How do you make the choice of a trade…..I want to serve more than anything…so I would take a job they offer… but obviously I would like my first choice of job…if I am going to spend 25 years doing something I want to make sure it’s something I am wanting to do… do you really turn down the first offer in hopes of being given an offer for the job you want (and maybe you don’t even get that offer when selection comes) choices choices choices. Did anyone else struggle with this? How did you make your choice? Did you turn down offers and get an offer for the job you really wanted?


----------



## Chelomo (30 Mar 2013)

Scott said:
			
		

> -DO NOT APPLY FOR A TRADE JUST TO GET IN. Not only will this make you unhappy, but it closes the door for someone else who may really want that trade. Be prepared to serve in any trade on your application for many years. The CF does not have the luxury of being able to transfer you after spending time, money and resources training you for the trade you were hired under.



Taken from: http://forums.army.ca/forums/threads/103957.0.html

If I don't get an offer for either Artillery or Infantry, I'm enlisting in university either way and applying again the next year. This is your career, for now the CF might seem novel and exciting, everything may seem wonderful, but the sense of novelty wears off, and all that's left is how much you really like your job, along with the true character of your motivations for joining.

If you don't like your job, you will do the CF and other applicants who may really want a trade a disservice. Keep in mind that the money spent on training you comes from the taxpayer's pockets, and it's also a part of serving your country to use it responsibly.


----------



## ForTheLoveOfThePeople (30 Mar 2013)

I totally get that.
All 3 jobs on my list are jobs that I could do. And I would do whatever job they gave me. The army could ask me to shovel you know what…I’d do it…I might not enjoy it but I’d do it.

It’s just a hard thing to swallow because I know I am going to get an offer for either my second or third choice before my first choice… (Just because of selection time for my first trade)

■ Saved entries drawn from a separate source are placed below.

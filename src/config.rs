//! Run configuration for the schedule generator
//!
//! Values can come from a JSON file, command line flags or interactive
//! prompts. Loan inputs stay optional here so the caller can fill whatever
//! is missing before validating.

use crate::error::{AmortizationError, Result};
use crate::loan::{validate_principal, LoanTerms};
use log::warn;
use serde::{Deserialize, Serialize};
use std::path::{Path, PathBuf};

/// Inputs and output settings for one run
#[derive(Debug, Clone, PartialEq, Serialize, Deserialize)]
pub struct RunConfig {
    /// Amount borrowed
    #[serde(default)]
    pub principal: Option<f64>,

    /// Quoted annual rate in percent, compounded semi-annually
    #[serde(default)]
    pub quoted_rate: Option<f64>,

    /// Years over which the loan is amortized
    #[serde(default)]
    pub amortization_years: Option<u32>,

    /// Mortgage term in years (rate renewal horizon)
    /// Reported alongside the schedule; does not shorten it
    #[serde(default)]
    pub term_years: Option<u32>,

    /// Directory receiving schedule sheets, chart series and summary
    #[serde(default = "default_output_dir")]
    pub output_dir: PathBuf,

    /// Write exports after printing payments
    #[serde(default = "default_true")]
    pub export: bool,
}

fn default_output_dir() -> PathBuf { PathBuf::from("output") }
fn default_true() -> bool { true }

impl Default for RunConfig {
    fn default() -> Self {
        Self {
            principal: None,
            quoted_rate: None,
            amortization_years: None,
            term_years: None,
            output_dir: default_output_dir(),
            export: true,
        }
    }
}

impl RunConfig {
    /// Load from a JSON file; absent fields take their defaults
    pub fn from_json_file(path: &Path) -> Result<Self> {
        let text = std::fs::read_to_string(path)
            .map_err(|e| AmortizationError::Config(format!("{}: {}", path.display(), e)))?;
        Self::from_json_str(&text)
    }

    pub fn from_json_str(text: &str) -> Result<Self> {
        serde_json::from_str(text).map_err(|e| AmortizationError::Config(e.to_string()))
    }

    /// Overlay loan inputs present in `overrides` onto this config
    ///
    /// Export stays enabled only if both sides enable it. The output
    /// directory is left alone; set it with [`RunConfig::with_output_dir`].
    pub fn merge(mut self, overrides: RunConfig) -> Self {
        self.principal = overrides.principal.or(self.principal);
        self.quoted_rate = overrides.quoted_rate.or(self.quoted_rate);
        self.amortization_years = overrides.amortization_years.or(self.amortization_years);
        self.term_years = overrides.term_years.or(self.term_years);
        self.export = self.export && overrides.export;
        self
    }

    /// Replace the output directory when one was given explicitly
    pub fn with_output_dir(mut self, output_dir: Option<PathBuf>) -> Self {
        if let Some(dir) = output_dir {
            self.output_dir = dir;
        }
        self
    }

    /// Validated principal
    pub fn principal(&self) -> Result<f64> {
        let principal = self
            .principal
            .ok_or_else(|| AmortizationError::Config("principal is required".into()))?;
        validate_principal(principal)
    }

    /// Validated loan terms
    pub fn loan_terms(&self) -> Result<LoanTerms> {
        let rate = self
            .quoted_rate
            .ok_or_else(|| AmortizationError::Config("quoted_rate is required".into()))?;
        let years = self
            .amortization_years
            .ok_or_else(|| AmortizationError::Config("amortization_years is required".into()))?;
        LoanTerms::new(rate, years)
    }

    /// Validated term, if one was given
    pub fn term_years(&self) -> Result<Option<u32>> {
        match self.term_years {
            None => Ok(None),
            Some(0) => Err(AmortizationError::InvalidYears { years: 0 }),
            Some(term) => {
                if let Some(amortization) = self.amortization_years {
                    if term > amortization {
                        warn!(
                            "Term of {} years exceeds the {} year amortization",
                            term, amortization
                        );
                    }
                }
                Ok(Some(term))
            }
        }
    }
}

I know people who join on a hot trade with full intentions of re-mustering a few years down the road and that’s crap, I wouldn’t do it. If I take a job… that will be my career.

I am wondering if there are people who took the first offer given and regret not going with the trade they really wanted?…it’s a huge decision…It’s something that I will have to live with for a long time and so I am just trying to get an idea of peoples experiences in choosing their jobs


----------



## Chelomo (30 Mar 2013)

> The army could ask me to shovel you know what…I’d do it…I might not enjoy it but I’d do it.



Trust me, you say that, but you wouldn't. Maybe for a few year, 1-2 terms of service, but you'd get fed up of it. If you can't see yourself doing 10-15 years in those trades, then don't enlist, simple as that. And believe me, 10-15 years is a long bloody time doing a job you don't enjoy. Many persons enlist in the army thinking that they're going to do heroic deeds every day and that they'll like every day of their job.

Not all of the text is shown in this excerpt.